**Exercise goal:** Every entry is to be printed again precisely as given.

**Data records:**
══════════
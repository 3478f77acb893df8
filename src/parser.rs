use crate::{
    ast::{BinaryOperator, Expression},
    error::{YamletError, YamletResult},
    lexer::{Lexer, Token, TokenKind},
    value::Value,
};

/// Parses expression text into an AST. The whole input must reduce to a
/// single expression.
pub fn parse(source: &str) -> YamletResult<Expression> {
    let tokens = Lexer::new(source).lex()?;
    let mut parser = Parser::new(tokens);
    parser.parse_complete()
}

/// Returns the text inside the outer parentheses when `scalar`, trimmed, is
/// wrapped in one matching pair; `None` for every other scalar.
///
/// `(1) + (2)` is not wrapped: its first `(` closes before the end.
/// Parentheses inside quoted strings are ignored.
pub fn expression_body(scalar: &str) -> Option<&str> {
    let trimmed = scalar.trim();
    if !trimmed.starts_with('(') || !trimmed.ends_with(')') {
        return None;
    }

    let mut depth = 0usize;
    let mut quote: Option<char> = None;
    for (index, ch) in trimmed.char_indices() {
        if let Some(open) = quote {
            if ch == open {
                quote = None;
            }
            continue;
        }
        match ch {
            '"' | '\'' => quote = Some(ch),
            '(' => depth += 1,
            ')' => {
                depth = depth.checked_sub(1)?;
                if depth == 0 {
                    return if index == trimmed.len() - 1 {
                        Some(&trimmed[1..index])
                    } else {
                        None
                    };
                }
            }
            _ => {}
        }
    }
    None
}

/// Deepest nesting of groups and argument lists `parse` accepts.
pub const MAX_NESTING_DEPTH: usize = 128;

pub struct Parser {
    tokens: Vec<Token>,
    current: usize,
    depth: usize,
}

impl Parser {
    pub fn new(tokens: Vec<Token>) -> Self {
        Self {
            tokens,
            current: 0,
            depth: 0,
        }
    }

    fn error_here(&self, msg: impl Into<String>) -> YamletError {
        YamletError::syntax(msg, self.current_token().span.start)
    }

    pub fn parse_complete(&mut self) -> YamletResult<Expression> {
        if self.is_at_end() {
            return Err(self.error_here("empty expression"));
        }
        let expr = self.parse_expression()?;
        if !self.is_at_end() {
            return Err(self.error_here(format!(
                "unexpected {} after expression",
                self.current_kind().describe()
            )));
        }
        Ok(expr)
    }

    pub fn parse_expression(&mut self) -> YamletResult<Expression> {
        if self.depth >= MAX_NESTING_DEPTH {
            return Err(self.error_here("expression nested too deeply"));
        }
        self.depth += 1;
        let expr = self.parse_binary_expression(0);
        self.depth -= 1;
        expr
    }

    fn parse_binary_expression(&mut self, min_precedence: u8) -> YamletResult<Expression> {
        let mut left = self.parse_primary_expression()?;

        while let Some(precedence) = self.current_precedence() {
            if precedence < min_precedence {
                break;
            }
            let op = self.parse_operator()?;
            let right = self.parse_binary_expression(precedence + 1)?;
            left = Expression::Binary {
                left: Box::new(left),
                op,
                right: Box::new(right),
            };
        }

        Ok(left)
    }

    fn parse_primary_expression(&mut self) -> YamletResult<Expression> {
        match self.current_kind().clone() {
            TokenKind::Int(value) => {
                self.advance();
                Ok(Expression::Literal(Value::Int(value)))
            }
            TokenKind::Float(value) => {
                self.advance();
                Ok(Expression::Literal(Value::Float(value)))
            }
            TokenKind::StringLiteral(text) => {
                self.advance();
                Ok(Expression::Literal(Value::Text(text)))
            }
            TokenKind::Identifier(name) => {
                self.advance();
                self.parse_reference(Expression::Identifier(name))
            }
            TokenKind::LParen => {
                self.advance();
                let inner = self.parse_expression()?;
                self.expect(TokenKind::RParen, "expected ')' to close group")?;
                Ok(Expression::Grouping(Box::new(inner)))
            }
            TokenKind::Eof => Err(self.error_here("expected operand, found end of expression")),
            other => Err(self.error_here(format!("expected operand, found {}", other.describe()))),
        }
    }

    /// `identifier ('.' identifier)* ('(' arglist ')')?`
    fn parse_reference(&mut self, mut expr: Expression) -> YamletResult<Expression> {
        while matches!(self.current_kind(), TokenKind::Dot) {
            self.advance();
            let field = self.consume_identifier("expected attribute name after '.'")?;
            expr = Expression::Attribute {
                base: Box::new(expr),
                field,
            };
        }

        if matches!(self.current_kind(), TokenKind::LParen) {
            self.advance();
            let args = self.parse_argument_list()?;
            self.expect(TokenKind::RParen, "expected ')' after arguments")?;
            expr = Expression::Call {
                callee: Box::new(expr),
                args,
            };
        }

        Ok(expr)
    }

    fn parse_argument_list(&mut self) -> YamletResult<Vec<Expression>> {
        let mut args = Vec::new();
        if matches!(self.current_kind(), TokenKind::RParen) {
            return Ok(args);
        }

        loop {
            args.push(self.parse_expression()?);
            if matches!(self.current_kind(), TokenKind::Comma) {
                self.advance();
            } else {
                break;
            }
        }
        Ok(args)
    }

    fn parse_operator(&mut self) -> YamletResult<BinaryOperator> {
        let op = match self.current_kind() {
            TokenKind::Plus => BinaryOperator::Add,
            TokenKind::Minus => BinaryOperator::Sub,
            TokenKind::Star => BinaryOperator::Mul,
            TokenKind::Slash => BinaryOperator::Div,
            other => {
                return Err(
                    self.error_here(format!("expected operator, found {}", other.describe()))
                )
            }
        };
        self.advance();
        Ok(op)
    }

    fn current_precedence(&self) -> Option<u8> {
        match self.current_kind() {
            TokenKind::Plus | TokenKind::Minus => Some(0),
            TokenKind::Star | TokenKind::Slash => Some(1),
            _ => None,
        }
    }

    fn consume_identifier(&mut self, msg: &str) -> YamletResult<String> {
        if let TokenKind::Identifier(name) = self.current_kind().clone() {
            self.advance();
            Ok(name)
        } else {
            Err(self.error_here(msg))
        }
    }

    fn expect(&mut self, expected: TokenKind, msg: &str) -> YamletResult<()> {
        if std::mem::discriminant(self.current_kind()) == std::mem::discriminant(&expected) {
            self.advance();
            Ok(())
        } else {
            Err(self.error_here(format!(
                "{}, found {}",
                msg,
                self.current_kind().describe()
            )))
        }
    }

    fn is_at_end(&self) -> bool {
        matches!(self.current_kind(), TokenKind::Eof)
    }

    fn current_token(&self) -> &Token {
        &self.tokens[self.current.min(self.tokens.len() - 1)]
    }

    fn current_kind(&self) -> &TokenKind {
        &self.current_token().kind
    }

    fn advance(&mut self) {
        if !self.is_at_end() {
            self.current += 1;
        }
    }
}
══════════
**Answer area:**
repository 3478f77acb893df8
filename src/parser.rs
use crate::{
    ast::{BinaryOperator, Expression},
    error::{YamletError, YamletResult},
    lexer::{Lexer, Token, TokenKind},
    value::Value,
};

/// Parses expression text into an AST. The whole input must reduce to a
/// single expression.
pub fn parse(source: &str) -> YamletResult<Expression> {
    let tokens = Lexer::new(source).lex()?;
    let mut parser = Parser::new(tokens);
    parser.parse_complete()
}

/// Returns the text inside the outer parentheses when `scalar`, trimmed, is
/// wrapped in one matching pair; `None` for every other scalar.
///
/// `(1) + (2)` is not wrapped: its first `(` closes before the end.
/// Parentheses inside quoted strings are ignored.
pub fn expression_body(scalar: &str) -> Option<&str> {
    let trimmed = scalar.trim();
    if !trimmed.starts_with('(') || !trimmed.ends_with(')') {
        return None;
    }

    let mut depth = 0usize;
    let mut quote: Option<char> = None;
    for (index, ch) in trimmed.char_indices() {
        if let Some(open) = quote {
            if ch == open {
                quote = None;
            }
            continue;
        }
        match ch {
            '"' | '\'' => quote = Some(ch),
            '(' => depth += 1,
            ')' => {
                depth = depth.checked_sub(1)?;
                if depth == 0 {
                    return if index == trimmed.len() - 1 {
                        Some(&trimmed[1..index])
                    } else {
                        None
                    };
                }
            }
            _ => {}
        }
    }
    None
}

/// Deepest nesting of groups and argument lists `parse` accepts.
pub const MAX_NESTING_DEPTH: usize = 128;

pub struct Parser {
    tokens: Vec<Token>,
    current: usize,
    depth: usize,
}

impl Parser {
    pub fn new(tokens: Vec<Token>) -> Self {
        Self {
            tokens,
            current: 0,
            depth: 0,
        }
    }

    fn error_here(&self, msg: impl Into<String>) -> YamletError {
        YamletError::syntax(msg, self.current_token().span.start)
    }

    pub fn parse_complete(&mut self) -> YamletResult<Expression> {
        if self.is_at_end() {
            return Err(self.error_here("empty expression"));
        }
        let expr = self.parse_expression()?;
        if !self.is_at_end() {
            return Err(self.error_here(format!(
                "unexpected {} after expression",
                self.current_kind().describe()
            )));
        }
        Ok(expr)
    }

    pub fn parse_expression(&mut self) -> YamletResult<Expression> {
        if self.depth >= MAX_NESTING_DEPTH {
            return Err(self.error_here("expression nested too deeply"));
        }
        self.depth += 1;
        let expr = self.parse_binary_expression(0);
        self.depth -= 1;
        expr
    }

    fn parse_binary_expression(&mut self, min_precedence: u8) -> YamletResult<Expression> {
        let mut left = self.parse_primary_expression()?;

        while let Some(precedence) = self.current_precedence() {
            if precedence < min_precedence {
                break;
            }
            let op = self.parse_operator()?;
            let right = self.parse_binary_expression(precedence + 1)?;
            left = Expression::Binary {
                left: Box::new(left),
                op,
                right: Box::new(right),
            };
        }

        Ok(left)
    }

    fn parse_primary_expression(&mut self) -> YamletResult<Expression> {
        match self.current_kind().clone() {
            TokenKind::Int(value) => {
                self.advance();
                Ok(Expression::Literal(Value::Int(value)))
            }
            TokenKind::Float(value) => {
                self.advance();
                Ok(Expression::Literal(Value::Float(value)))
            }
            TokenKind::StringLiteral(text) => {
                self.advance();
                Ok(Expression::Literal(Value::Text(text)))
            }
            TokenKind::Identifier(name) => {
                self.advance();
                self.parse_reference(Expression::Identifier(name))
            }
            TokenKind::LParen => {
                self.advance();
                let inner = self.parse_expression()?;
                self.expect(TokenKind::RParen, "expected ')' to close group")?;
                Ok(Expression::Grouping(Box::new(inner)))
            }
            TokenKind::Eof => Err(self.error_here("expected operand, found end of expression")),
            other => Err(self.error_here(format!("expected operand, found {}", other.describe()))),
        }
    }

    /// `identifier ('.' identifier)* ('(' arglist ')')?`
    fn parse_reference(&mut self, mut expr: Expression) -> YamletResult<Expression> {
        while matches!(self.current_kind(), TokenKind::Dot) {
            self.advance();
            let field = self.consume_identifier("expected attribute name after '.'")?;
            expr = Expression::Attribute {
                base: Box::new(expr),
                field,
            };
        }

        if matches!(self.current_kind(), TokenKind::LParen) {
            self.advance();
            let args = self.parse_argument_list()?;
            self.expect(TokenKind::RParen, "expected ')' after arguments")?;
            expr = Expression::Call {
                callee: Box::new(expr),
                args,
            };
        }

        Ok(expr)
    }

    fn parse_argument_list(&mut self) -> YamletResult<Vec<Expression>> {
        let mut args = Vec::new();
        if matches!(self.current_kind(), TokenKind::RParen) {
            return Ok(args);
        }

        loop {
            args.push(self.parse_expression()?);
            if matches!(self.current_kind(), TokenKind::Comma) {
                self.advance();
            } else {
                break;
            }
        }
        Ok(args)
    }

    fn parse_operator(&mut self) -> YamletResult<BinaryOperator> {
        let op = match self.current_kind() {
            TokenKind::Plus => BinaryOperator::Add,
            TokenKind::Minus => BinaryOperator::Sub,
            TokenKind::Star => BinaryOperator::Mul,
            TokenKind::Slash => BinaryOperator::Div,
            other => {
                return Err(
                    self.error_here(format!("expected operator, found {}", other.describe()))
                )
            }
        };
        self.advance();
        Ok(op)
    }

    fn current_precedence(&self) -> Option<u8> {
        match self.current_kind() {
            TokenKind::Plus | TokenKind::Minus => Some(0),
            TokenKind::Star | TokenKind::Slash => Some(1),
            _ => None,
        }
    }

    fn consume_identifier(&mut self, msg: &str) -> YamletResult<String> {
        if let TokenKind::Identifier(name) = self.current_kind().clone() {
            self.advance();
            Ok(name)
        } else {
            Err(self.error_here(msg))
        }
    }

    fn expect(&mut self, expected: TokenKind, msg: &str) -> YamletResult<()> {
        if std::mem::discriminant(self.current_kind()) == std::mem::discriminant(&expected) {
            self.advance();
            Ok(())
        } else {
            Err(self.error_here(format!(
                "{}, found {}",
                msg,
                self.current_kind().describe()
            )))
        }
    }

    fn is_at_end(&self) -> bool {
        matches!(self.current_kind(), TokenKind::Eof)
    }

    fn current_token(&self) -> &Token {
        &self.tokens[self.current.min(self.tokens.len() - 1)]
    }

    fn current_kind(&self) -> &TokenKind {
        &self.current_token().kind
    }

    fn advance(&mut self) {
        if !self.is_at_end() {
            self.current += 1;
        }
    }
}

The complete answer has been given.